Subscribed been thinking about getting the evolution 13.5 I wonder if my spare aqua life 115 would fit in the skimmer chamber


----------



## sdergar (Nov 11, 2010)

Let me know the size of your skimmer and I'll measure the opening for you. The fluval skimmer is tuned in now. Took a week to get it there. Was finniki at first but I guess all skimmers need a break in period. 

Really happy with this kit. I was going to get the EVO 5 but I realized I have coffee cups that might be bigger than that. Lol...


----------



## coldmantis (Apr 5, 2010)

sdergar said:


> Let me know the size of your skimmer and I'll measure the opening for you. The fluval skimmer is tuned in now. Took a week to get it there. Was finniki at first but I guess all skimmers need a break in period.
> 
> Really happy with this kit. I was going to get the EVO 5 but I realized I have coffee cups that might be bigger than that. Lol...
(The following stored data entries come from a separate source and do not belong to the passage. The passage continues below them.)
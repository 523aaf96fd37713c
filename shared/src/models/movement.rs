//! Movement requests and the stage-change audit trail

use chrono::{DateTime, NaiveDate, Utc};
use serde::{Deserialize, Serialize};
use uuid::Uuid;

use super::device::{check_admissible, Device, DeviceKind, DeviceStage};
use crate::error::{DomainError, DomainResult};
use crate::validation::validate_quantity;

/// A technician's request to move a batch of devices of one type between stages.
///
/// Example: move 5 monitors from Stored to InTransit.
#[derive(Debug, Clone, Serialize, Deserialize)]
pub struct MovementRequest {
    pub id: i64,
    pub source_stage: DeviceStage,
    pub target_stage: DeviceStage,
    pub device_type_id: i64,
    pub kind: DeviceKind,
    pub quantity: i32,
    pub requested_by: Uuid,
    pub authorized_by: Option<Uuid>,
    /// User who carried the movement out
    pub applied_by: Option<Uuid>,
    pub completed: bool,
    pub rejected: bool,
    pub created_on: NaiveDate,
}

/// One device actually moved by a request
#[derive(Debug, Clone, Serialize, Deserialize, PartialEq, Eq)]
pub struct StageChange {
    pub request_id: i64,
    pub device_id: Uuid,
    pub stage_before: DeviceStage,
    pub stage_after: DeviceStage,
    pub changed_at: DateTime<Utc>,
    pub changed_by: Uuid,
}

/// What applying a request did
#[derive(Debug, Clone, Default, Serialize, Deserialize)]
pub struct MovementOutcome {
    /// Devices of the requested type, whose stage is now the target stage
    pub moved: Vec<Uuid>,
    /// Audit rows to persist, one per device whose stage actually changed
    pub changes: Vec<StageChange>,
    /// Candidates ignored because they are of another type
    pub skipped: usize,
}

/// Validate the fields of a new movement request
pub fn validate_new_request(quantity: i32) -> DomainResult<()> {
    validate_quantity(quantity as i64, 1)
}

impl MovementRequest {
    /// Move every candidate of the requested type to the target stage and close the request.
    ///
    /// Candidates of another type are left untouched. If any matching device holds a
    /// state the target stage does not admit, nothing is changed. An audit row is
    /// produced only for devices whose stage differs from the target.
    pub fn apply(
        &mut self,
        devices: &mut [Device],
        actor: Uuid,
        at: DateTime<Utc>,
    ) -> DomainResult<MovementOutcome> {
        if self.completed {
            return Err(DomainError::RequestAlreadyCompleted(self.id));
        }

        for device in devices.iter().filter(|d| d.kind == self.kind) {
            check_admissible(&device.triage, self.target_stage, device.state)?;
        }

        let mut outcome = MovementOutcome::default();
        for device in devices.iter_mut() {
            if device.kind != self.kind {
                outcome.skipped += 1;
                continue;
            }
            let before = device.stage;
            device.stage = self.target_stage;
            outcome.moved.push(device.id);
            if before != self.target_stage {
                outcome.changes.push(StageChange {
                    request_id: self.id,
                    device_id: device.id,
                    stage_before: before,
                    stage_after: self.target_stage,
                    changed_at: at,
                    changed_by: actor,
                });
            }
        }

        self.completed = true;
        self.applied_by = Some(actor);
        Ok(outcome)
    }

    /// Turn the request down without moving anything
    pub fn reject(&mut self, actor: Uuid) -> DomainResult<()> {
        if self.completed {
            return Err(DomainError::RequestAlreadyCompleted(self.id));
        }
        self.rejected = true;
        self.completed = true;
        self.authorized_by = Some(actor);
        Ok(())
    }
}

#[cfg(test)]
mod tests {
    use super::*;
    use crate::models::DeviceState;

    fn request(kind: DeviceKind, from: DeviceStage, to: DeviceStage) -> MovementRequest {
        MovementRequest {
            id: 1,
            source_stage: from,
            target_stage: to,
            device_type_id: 1,
            kind,
            quantity: 3,
            requested_by: Uuid::nil(),
            authorized_by: None,
            applied_by: None,
            completed: false,
            rejected: false,
            created_on: Utc::now().date_naive(),
        }
    }

    #[test]
    fn test_apply_moves_matching_devices() {
        let mut req = request(DeviceKind::Keyboard, DeviceStage::Stored, DeviceStage::InTransit);
        let mut devices: Vec<Device> = (1..=3)
            .map(|i| Device::new_intake(DeviceKind::Keyboard, i, 1, 1))
            .chain((1..=2).map(|i| Device::new_intake(DeviceKind::Monitor, i, 2, 1)))
            .collect();

        let actor = Uuid::new_v4();
        let outcome = req.apply(&mut devices, actor, Utc::now()).unwrap();

        assert_eq!(outcome.moved.len(), 3);
        assert_eq!(req.applied_by, Some(actor));
        assert_eq!(req.authorized_by, None);
        assert_eq!(outcome.changes.len(), 3);
        assert_eq!(outcome.skipped, 2);
        assert!(req.completed);
        for device in &devices {
            match device.kind {
                DeviceKind::Keyboard => assert_eq!(device.stage, DeviceStage::InTransit),
                _ => assert_eq!(device.stage, DeviceStage::Stored),
            }
        }
    }

    #[test]
    fn test_apply_twice_fails() {
        let mut req = request(DeviceKind::Mouse, DeviceStage::Stored, DeviceStage::InTransit);
        let mut devices = vec![Device::new_intake(DeviceKind::Mouse, 1, 1, 1)];
        req.apply(&mut devices, Uuid::nil(), Utc::now()).unwrap();

        let err = req.apply(&mut devices, Uuid::nil(), Utc::now()).unwrap_err();
        assert_eq!(err, DomainError::RequestAlreadyCompleted(1));
    }

    #[test]
    fn test_no_audit_for_noop_move() {
        let mut req = request(DeviceKind::Mouse, DeviceStage::Stored, DeviceStage::InTransit);
        let mut devices = vec![
            Device::new_intake(DeviceKind::Mouse, 1, 1, 1),
            Device::new_intake(DeviceKind::Mouse, 2, 1, 1),
        ];
        devices[1].stage = DeviceStage::InTransit;

        let outcome = req.apply(&mut devices, Uuid::nil(), Utc::now()).unwrap();
        assert_eq!(outcome.moved.len(), 2);
        assert_eq!(outcome.changes.len(), 1);
        assert_eq!(outcome.changes[0].device_id, devices[0].id);
    }

    #[test]
    fn test_inadmissible_state_changes_nothing() {
        let mut req = request(DeviceKind::Cpu, DeviceStage::InTransit, DeviceStage::QualityControl);
        let mut devices = vec![
            Device::new_intake(DeviceKind::Cpu, 1, 1, 1),
            Device::new_intake(DeviceKind::Cpu, 2, 1, 1),
        ];
        devices[0].state = DeviceState::Good;
        devices[0].stage = DeviceStage::InTransit;
        devices[1].stage = DeviceStage::InTransit;

        let err = req.apply(&mut devices, Uuid::nil(), Utc::now()).unwrap_err();
        assert!(matches!(err, DomainError::InadmissibleState { .. }));
        assert!(!req.completed);
        assert!(devices.iter().all(|d| d.stage == DeviceStage::InTransit));
    }

    #[test]
    fn test_reject_closes_request() {
        let actor = Uuid::new_v4();
        let mut req = request(DeviceKind::Cpu, DeviceStage::Stored, DeviceStage::InTransit);
        req.reject(actor).unwrap();
        assert!(req.completed && req.rejected);
        assert_eq!(req.authorized_by, Some(actor));
        assert!(req.reject(actor).is_err());
    }

    #[test]
    fn test_quantity_must_be_positive() {
        assert!(validate_new_request(0).is_err());
        assert!(validate_new_request(1).is_ok());
    }
}
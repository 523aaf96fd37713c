//! HTTP handlers for devices, the inventory grid and faults

use axum::{
    extract::{Path, Query, State},
    http::StatusCode,
    response::IntoResponse,
    Json,
};

use crate::{
    error::AppResult,
    middleware::CurrentUser,
    services::{
        device::{DeviceFilter, DeviceService, UpdateDevicesInput},
        fault::{FaultService, ReportFaultInput, ResolveFaultInput},
        movement::MovementService,
    },
    AppState,
};

/// List devices with filters and pagination
pub async fn list_devices(
    State(state): State<AppState>,
    _user: CurrentUser,
    Query(filter): Query<DeviceFilter>,
) -> AppResult<impl IntoResponse> {
    let service = DeviceService::new(state.db);
    let page = service
        .list_devices(filter, state.config.inventory.default_page_size)
        .await?;
    Ok(Json(page))
}

pub async fn get_device(
    State(state): State<AppState>,
    _user: CurrentUser,
    Path(triage): Path<String>,
) -> AppResult<impl IntoResponse> {
    let service = DeviceService::new(state.db);
    Ok(Json(service.get_device_by_triage(&triage).await?))
}

/// Devices that can go into a package
pub async fn list_package_candidates(
    State(state): State<AppState>,
    _user: CurrentUser,
) -> AppResult<impl IntoResponse> {
    let service = DeviceService::new(state.db);
    Ok(Json(service.list_package_candidates().await?))
}

/// Save edits from the inventory grid
pub async fn update_devices(
    State(state): State<AppState>,
    _user: CurrentUser,
    Json(input): Json<UpdateDevicesInput>,
) -> AppResult<impl IntoResponse> {
    let service = DeviceService::new(state.db);
    Ok(Json(service.update_devices(input).await?))
}

pub async fn invalidate_device(
    State(state): State<AppState>,
    _user: CurrentUser,
    Path(triage): Path<String>,
) -> AppResult<impl IntoResponse> {
    let service = DeviceService::new(state.db);
    Ok(Json(service.invalidate_device(&triage).await?))
}

/// Stage history of a device
pub async fn device_history(
    State(state): State<AppState>,
    _user: CurrentUser,
    Path(triage): Path<String>,
) -> AppResult<impl IntoResponse> {
    let service = MovementService::new(state.db);
    Ok(Json(service.changes_for_device(&triage).await?))
}

pub async fn list_faults(
    State(state): State<AppState>,
    _user: CurrentUser,
    Path(triage): Path<String>,
) -> AppResult<impl IntoResponse> {
    let service = FaultService::new(state.db);
    Ok(Json(service.list_faults(&triage).await?))
}

pub async fn report_fault(
    State(state): State<AppState>,
    user: CurrentUser,
    Path(triage): Path<String>,
    Json(input): Json<ReportFaultInput>,
) -> AppResult<impl IntoResponse> {
    let service = FaultService::new(state.db);
    let fault = service.report_fault(user.0.user_id, &triage, input).await?;
    Ok((StatusCode::CREATED, Json(fault)))
}

pub async fn resolve_fault(
    State(state): State<AppState>,
    user: CurrentUser,
    Path(fault_id): Path<i64>,
    Json(input): Json<ResolveFaultInput>,
) -> AppResult<impl IntoResponse> {
    let service = FaultService::new(state.db);
    Ok(Json(service.resolve_fault(user.0.user_id, fault_id, input).await?))
}
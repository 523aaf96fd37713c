//! WebAssembly module for the inventory grid
//!
//! Provides client-side checks for:
//! - Device type slugs and triage codes
//! - Stage/state admissibility
//! - Intake detail pricing
//! - Grid edits before they are saved

use rust_decimal::Decimal;
use std::str::FromStr;
use wasm_bindgen::prelude::*;

// Re-export shared types for use in JavaScript
pub use shared::models::*;
pub use shared::types::*;
pub use shared::validation::*;

fn js_error(e: impl std::fmt::Display) -> JsValue {
    JsValue::from_str(&e.to_string())
}

/// Device kind declared by a type slug, e.g. "M" -> "monitor"
#[wasm_bindgen]
pub fn resolve_device_kind(slug: &str) -> Result<String, JsValue> {
    resolve_specialization(slug)
        .map(|kind| kind.as_str().to_string())
        .map_err(js_error)
}

/// Slugs a triaged device type may use, comma separated
#[wasm_bindgen]
pub fn device_type_slugs() -> String {
    registered_slugs().join(",")
}

/// Whether a device in `stage` may hold `state`; unknown names are never admitted
#[wasm_bindgen]
pub fn stage_admits(stage: &str, state: &str) -> bool {
    match (DeviceStage::from_str(stage), DeviceState::from_str(state)) {
        (Some(stage), Some(state)) => stage.admits(state),
        _ => false,
    }
}

/// Kind of a triage code such as "CPU-12", or an empty string when malformed
#[wasm_bindgen]
pub fn triage_kind(code: &str) -> String {
    parse_triage(code.trim())
        .map(|(kind, _)| kind.as_str().to_string())
        .unwrap_or_default()
}

/// Validate an intake detail before it is sent to the server
#[wasm_bindgen]
pub fn check_intake_detail(detail_json: &str, priced: bool) -> Result<(), JsValue> {
    let detail: NewIntakeDetail = serde_json::from_str(detail_json)
        .map_err(|e| JsValue::from_str(&format!("Invalid detail JSON: {}", e)))?;
    detail.validate(priced).map_err(js_error)
}

/// Unit price shown next to the subtotal field
#[wasm_bindgen]
pub fn intake_unit_price(subtotal: &str, total: i32) -> String {
    Decimal::from_str(subtotal)
        .map(|s| unit_price(s, total).to_string())
        .unwrap_or_default()
}

/// Apply a grid edit to a device and return the edited device as JSON
#[wasm_bindgen]
pub fn preview_device_patch(device_json: &str, patch_json: &str) -> Result<String, JsValue> {
    let mut device: Device = serde_json::from_str(device_json)
        .map_err(|e| JsValue::from_str(&format!("Invalid device JSON: {}", e)))?;
    let patch: DevicePatch = serde_json::from_str(patch_json)
        .map_err(|e| JsValue::from_str(&format!("Invalid patch JSON: {}", e)))?;

    patch.apply(&mut device).map_err(js_error)?;
    serde_json::to_string(&device).map_err(js_error)
}

#[cfg(test)]
mod tests {
    use super::*;

    #[test]
    fn test_stage_admits() {
        assert!(stage_admits("stored", "pending"));
        assert!(stage_admits("ready", "good"));
        assert!(!stage_admits("quality_control", "pending"));
        assert!(!stage_admits("warehouse", "good"));
    }

    #[test]
    fn test_triage_kind() {
        assert_eq!(triage_kind("CPU-12"), "cpu");
        assert_eq!(triage_kind(" AP-3 "), "access_point");
        assert_eq!(triage_kind("CPU-0"), "");
        assert_eq!(triage_kind("garbage"), "");
    }

    #[test]
    fn test_intake_unit_price() {
        assert_eq!(intake_unit_price("100", 3), "33.33");
        assert_eq!(intake_unit_price("abc", 4), "");
    }

    #[test]
    fn test_device_type_slugs() {
        let slugs = device_type_slugs();
        assert!(slugs.split(',').any(|s| s == "HDD"));
    }
}
pub(crate) const ASSIGNMENT_COLUMNS: &str = "id, package_id, device_id, assigned_by, assigned_at, \
     approved, approved_at, approved_by";

/// Persist the approval fields of an assignment
pub(crate) async fn save_assignment(
    conn: &mut PgConnection,
    assignment: &PackageAssignment,
) -> AppResult<()> {
    sqlx::query(
        "UPDATE package_assignments SET approved = $1, approved_at = $2, approved_by = $3 WHERE id = $4",
    )
    .bind(assignment.approved)
    .bind(assignment.approved_at)
    .bind(assignment.approved_by)
    .bind(assignment.id)
    .execute(&mut *conn)
    .await?;
    Ok(())
}

async fn save_package_flags(conn: &mut PgConnection, package: &Package) -> AppResult<()> {
    sqlx::query("UPDATE packages SET approved = $1, approved_kardex = $2 WHERE id = $3")
        .bind(package.approved)
        .bind(package.approved_kardex)
        .bind(package.id)
        .execute(&mut *conn)
        .await?;
    Ok(())
}

/// Input for creating packages
#[derive(Debug, Deserialize, Validate)]
pub struct CreatePackagesInput {
    #[validate(range(min = 1))]
    pub count: i32,
    pub package_type_id: Option<i64>,
}

/// Input for assigning a device to a package
#[derive(Debug, Deserialize, Validate)]
pub struct AssignDeviceInput {
    #[validate(length(min = 1, max = 30))]
    pub triage: String,
}

/// Accounting decision target
#[derive(Debug, Deserialize)]
#[serde(tag = "mode", rename_all = "snake_case")]
pub enum AccountingInput {
    /// Whole package, reviewed against the kardex
    Kardex { package_id: i64 },
    /// Single device within a delivery
    Device { delivery_id: i64, triage: String },
}

impl PackageService {
    /// Create a new PackageService instance
    pub fn new(db: PgPool) -> Self {
        Self { db }
    }

    /// Append packages to a delivery. Indices continue after the highest index
    /// ever issued for that delivery.
    pub async fn create_packages(
        &self,
        user_id: Uuid,
        delivery_id: i64,
        input: CreatePackagesInput,
        max_batch_size: u32,
    ) -> AppResult<Vec<Package>> {
        input.validate()?;
        if input.count as i64 > max_batch_size as i64 {
            return Err(AppError::Validation {
                field: "count".to_string(),
                message: format!("At most {} packages can be created at once", max_batch_size),
                message_es: format!("Se pueden crear como máximo {} paquetes a la vez", max_batch_size),
            });
        }

        let mut tx = self.db.begin().await?;

        let (highest, in_creation) = sqlx::query_as::<_, (i32, bool)>(
            "SELECT last_package_index, in_creation FROM deliveries WHERE id = $1 FOR UPDATE",
        )
        .bind(delivery_id)
        .fetch_optional(&mut *tx)
        .await?
        .ok_or_else(|| AppError::NotFound(format!("Delivery {}", delivery_id)))?;

        check_delivery_open(delivery_id, in_creation)?;

        let indices = next_package_indices(highest, input.count)?;
        let mut packages = Vec::with_capacity(indices.len());
        for index in &indices {
            let row = sqlx::query_as::<_, PackageRow>(&format!(
                r#"
                INSERT INTO packages (delivery_id, package_index, package_type_id, created_by)
                VALUES ($1, $2, $3, $4)
                RETURNING {}
                "#,
                PACKAGE_COLUMNS
            ))
            .bind(delivery_id)
            .bind(index)
            .bind(input.package_type_id)
            .bind(user_id)
            .fetch_one(&mut *tx)
            .await?;
            packages.push(Package::from(row));
        }

        if let Some(last) = indices.last() {
            sqlx::query("UPDATE deliveries SET last_package_index = $1 WHERE id = $2")
                .bind(last)
                .bind(delivery_id)
                .execute(&mut *tx)
                .await?;
        }

        tx.commit().await?;

        tracing::info!(delivery_id, created = packages.len(), "Packages created");
        Ok(packages)
    }

    /// List the packages of a delivery by index
    pub async fn list_packages(&self, delivery_id: i64) -> AppResult<Vec<Package>> {
        let rows = sqlx::query_as::<_, PackageRow>(&format!(
            "SELECT {} FROM packages WHERE delivery_id = $1 ORDER BY package_index",
            PACKAGE_COLUMNS
        ))
        .bind(delivery_id)
        .fetch_all(&self.db)
        .await?;

        Ok(rows.into_iter().map(Into::into).collect())
    }

    /// Remove an empty package. Its index is not reused.
    pub async fn remove_package(&self, package_id: i64) -> AppResult<()> {
        let mut tx = self.db.begin().await?;
        self.lock_package(&mut tx, package_id).await?;

        let assigned = sqlx::query_scalar::<_, i64>(
            "SELECT COUNT(*) FROM package_assignments WHERE package_id = $1",
        )
        .bind(package_id)
        .fetch_one(&mut *tx)
        .await?;
        if assigned > 0 {
            return Err(AppError::Conflict {
                resource: "package".to_string(),
                message: format!("Package {} still holds {} devices", package_id, assigned),
                message_es: format!("El paquete {} aún contiene {} dispositivos", package_id, assigned),
            });
        }

        sqlx::query("DELETE FROM packages WHERE id = $1")
            .bind(package_id)
            .execute(&mut *tx)
            .await?;
        tx.commit().await?;

        tracing::info!(package_id, "Package removed");
        Ok(())
    }

    /// Assign a device to a package; the assignment starts unapproved
    pub async fn assign_device(
        &self,
        user_id: Uuid,
        package_id: i64,
        input: AssignDeviceInput,
    ) -> AppResult<PackageAssignment> {
        input.validate()?;

        let mut tx = self.db.begin().await?;
        self.lock_package(&mut tx, package_id).await?;
        let device = lock_device_by_triage(&mut tx, &input.triage).await?;
        ensure_can_handle(&mut tx, user_id, device.device_type_id).await?;

        let already_assigned = sqlx::query_scalar::<_, bool>(
            "SELECT EXISTS(SELECT 1 FROM package_assignments WHERE device_id = $1)",
        )
        .bind(device.id)
        .fetch_one(&mut *tx)
        .await?;
        check_assignable(&device, already_assigned)?;

        let row = sqlx::query_as::<_, AssignmentRow>(&format!(
            r#"
            INSERT INTO package_assignments (package_id, device_id, assigned_by)
            VALUES ($1, $2, $3)
            RETURNING {}
            "#,
            ASSIGNMENT_COLUMNS
        ))
        .bind(package_id)
        .bind(device.id)
        .bind(user_id)
        .fetch_one(&mut *tx)
        .await?;

        tx.commit().await?;

        tracing::info!(package_id, triage = %device.triage, "Device assigned to package");
        Ok(row.into())
    }

    /// Take a device back out of a package while its delivery is still in creation
    pub async fn unassign_device(&self, package_id: i64, triage: &str) -> AppResult<()> {
        let delivery_id = sqlx::query_scalar::<_, i64>("SELECT delivery_id FROM packages WHERE id = $1")
            .bind(package_id)
            .fetch_optional(&self.db)
            .await?
            .ok_or_else(|| AppError::NotFound(format!("Package {}", package_id)))?;

        let mut tx = self.db.begin().await?;

        // Delivery before package, the order finalize takes them in
        let in_creation = sqlx::query_scalar::<_, bool>(
            "SELECT in_creation FROM deliveries WHERE id = $1 FOR UPDATE",
        )
        .bind(delivery_id)
        .fetch_optional(&mut *tx)
        .await?
        .ok_or_else(|| AppError::NotFound(format!("Delivery {}", delivery_id)))?;
        check_delivery_open(delivery_id, in_creation)?;
        self.lock_package(&mut tx, package_id).await?;

        let removed = sqlx::query(
            r#"
            DELETE FROM package_assignments a
            USING devices d
            WHERE a.device_id = d.id AND a.package_id = $1 AND d.triage = $2
            "#,
        )
        .bind(package_id)
        .bind(triage)
        .execute(&mut *tx)
        .await?
        .rows_affected();
        if removed == 0 {
            return Err(AppError::NotFound(format!(
                "Assignment of {} in package {}",
                triage, package_id
            )));
        }

        tx.commit().await?;

        tracing::info!(package_id, triage = %triage, "Device removed from package");
        Ok(())
    }

    /// Assignments of a package
    pub async fn list_assignments(&self, package_id: i64) -> AppResult<Vec<PackageAssignment>> {
        let rows = sqlx::query_as::<_, AssignmentRow>(&format!(
            "SELECT {} FROM package_assignments WHERE package_id = $1 ORDER BY id",
            ASSIGNMENT_COLUMNS
        ))
        .bind(package_id)
        .fetch_all(&self.db)
        .await?;

        Ok(rows.into_iter().map(Into::into).collect())
    }

    /// Approve every assignment of a package at once
    pub async fn approve_package_batch(
        &self,
        user_id: Uuid,
        package_id: i64,
    ) -> AppResult<Vec<PackageAssignment>> {
        let mut tx = self.db.begin().await?;
        self.lock_package(&mut tx, package_id).await?;

        let mut assignments: Vec<PackageAssignment> = sqlx::query_as::<_, AssignmentRow>(&format!(
            "SELECT {} FROM package_assignments WHERE package_id = $1 ORDER BY id FOR UPDATE",
            ASSIGNMENT_COLUMNS
        ))
        .bind(package_id)
        .fetch_all(&mut *tx)
        .await?
        .into_iter()
        .map(Into::into)
        .collect();

        let approved = approve_assignments(&mut assignments, user_id, Utc::now());
        for assignment in &assignments {
            save_assignment(&mut tx, assignment).await?;
        }

        tx.commit().await?;

        tracing::info!(package_id, approved, "Package assignments approved");
        Ok(assignments)
    }

    /// Accounting approval of a package (kardex) or of one device
    pub async fn accounting_approve(&self, input: AccountingInput) -> AppResult<AccountingOutcome> {
        let mut tx = self.db.begin().await?;

        let outcome = match input {
            AccountingInput::Kardex { package_id } => {
                let mut package = self.lock_package(&mut tx, package_id).await?;
                package.approve_kardex();
                save_package_flags(&mut tx, &package).await?;
                tracing::info!(package_id, "Package approved by accounting");
                AccountingOutcome::package_approved()
            }
            AccountingInput::Device { delivery_id, triage } => {
                let assignment = self.assignment_in_delivery(&mut tx, delivery_id, &triage).await?;
                match assignment {
                    None => {
                        tracing::info!(delivery_id, triage = %triage, "Device not in delivery");
                        AccountingOutcome::not_in_delivery()
                    }
                    Some(assignment) => {
                        let mut devices = lock_devices_by_ids(&mut tx, &[assignment.device_id]).await?;
                        let device = devices
                            .first_mut()
                            .ok_or_else(|| AppError::NotFound(format!("Device {}", triage)))?;
                        accounting_approve_device(device)?;
                        save_lifecycle(&mut tx, device).await?;
                        tracing::info!(delivery_id, triage = %triage, "Device approved by accounting");
                        AccountingOutcome::approved()
                    }
                }
            }
        };

        tx.commit().await?;
        Ok(outcome)
    }

    /// Accounting rejection of a package (kardex) or of one device.
    /// A rejected device goes back to Pending and loses its assignment approval.
    pub async fn accounting_reject(&self, input: AccountingInput) -> AppResult<AccountingOutcome> {
        let mut tx = self.db.begin().await?;

        let outcome = match input {
            AccountingInput::Kardex { package_id } => {
                let mut package = self.lock_package(&mut tx, package_id).await?;
                package.reject_kardex();
                save_package_flags(&mut tx, &package).await?;
                tracing::info!(package_id, "Package rejected by accounting");
                AccountingOutcome::package_rejected()
            }
            AccountingInput::Device { delivery_id, triage } => {
                let mut device = lock_device_by_triage(&mut tx, &triage).await?;
                let mut assignment = self
                    .assignment_in_delivery(&mut tx, delivery_id, &triage)
                    .await?
                    .ok_or_else(|| {
                        AppError::NotFound(format!("Assignment of {} in delivery {}", triage, delivery_id))
                    })?;

                accounting_reject_device(&mut device, &mut assignment);
                save_lifecycle(&mut tx, &device).await?;
                save_assignment(&mut tx, &assignment).await?;
                tracing::info!(delivery_id, triage = %triage, stage = device.stage.as_str(), "Device rejected by accounting");
                AccountingOutcome::rejected()
            }
        };

        tx.commit().await?;
        Ok(outcome)
    }

    async fn lock_package(&self, conn: &mut PgConnection, package_id: i64) -> AppResult<Package> {
        let row = sqlx::query_as::<_, PackageRow>(&format!(
            "SELECT {} FROM packages WHERE id = $1 FOR UPDATE",
            PACKAGE_COLUMNS
        ))
        .bind(package_id)
        .fetch_optional(&mut *conn)
        .await?
        .ok_or_else(|| AppError::NotFound(format!("Package {}", package_id)))?;

        Ok(row.into())
    }

    async fn assignment_in_delivery(
        &self,
        conn: &mut PgConnection,
        delivery_id: i64,
        triage: &str,
    ) -> AppResult<Option<PackageAssignment>> {
        let row = sqlx::query_as::<_, AssignmentRow>(
            r#"
            SELECT a.id, a.package_id, a.device_id, a.assigned_by, a.assigned_at,
                   a.approved, a.approved_at, a.approved_by
            FROM package_assignments a
            JOIN packages p ON p.id = a.package_id
            JOIN devices d ON d.id = a.device_id
            WHERE d.triage = $1 AND p.delivery_id = $2
            FOR UPDATE OF a
            "#,
        )
        .bind(triage)
        .bind(delivery_id)
        .fetch_optional(&mut *conn)
        .await?;

        Ok(row.map(Into::into))
    }
}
It's about 3.25x3.25x10.5 inches with the hang on and suction cups without them 3x3x10.5


----------



## sdergar (Nov 11, 2010)

Doesn't look like your skimmer will fit. The opening is 3.5 x 2-7/8" and is 12" deep. The PS2 goes down about 7" and sits on a little plastic piece that holds it up. Is there a way to make yours an external unit? Some people say you don't need a skimmer in a tank this small but after seeing it work I'm happy I have it in there. 

Next project is an external chaeto reactor. I have a Two Little Fishies Phosban 550 reactor. Ordering some waterproof LED strips and a small maxi-jet pump. Going to pull some water out at the return chamber after the skimmer and mechanical filters, run it through the reactor then put it back in that chamber and let it flow into the tank. 

That's the idea anyway...

Steve


----------



## sdergar (Nov 11, 2010)

A few pics from earlier today. Added a feather but might have to move it. Not sure it likes the current where it is. 


Steve


----------



## sdergar (Nov 11, 2010)

So things are moving along well with the tank. Algae bloom but all part of the process. The one big difference I find with the nano compared to the big boy tank is the the water level. If I'm acclimating an animal to put in the nano it doesn't take much of the turkey baster to add tank water to the bag to change water level in the nano. I don't find evaporation to be a huge problem with this tank. I find they did a great job between leaving some open for exchange and covering up to stop evaporation.

Anyway, I moved the feather out of the "extreme" current and also moved one of the recently split anemones from the big boy tank to the nano.


----------



## KaeJS (Nov 28, 2016)

Update?

How is the tank doing?

I'm thinking about picking one of these tanks up next week..


----------



## someguy (Sep 7, 2009)

aquatic life 115 won't fit in an Evo. I am interested to see what kind of corals the tank can do, any plans to try beginner sps like monti?


----------



## Albz (Nov 13, 2016)

I just got this tank! Im also wondering about getting a skimmer. Ive heard the innovative ghost skimmer fits... and also how do u have ur filter chambers set up?? Media basket?


----------



## littletnklvr (Nov 1, 2010)

Hey sdergar, I just bought the Fluval 13.5 and the flow sucks, you said you replaced the pump with the Aqueon AQ1200 but their website and big al's site says it's 4.88 inches long and the return chamber is just under 4 inches, so how are you using this pump if it won't fit?


----------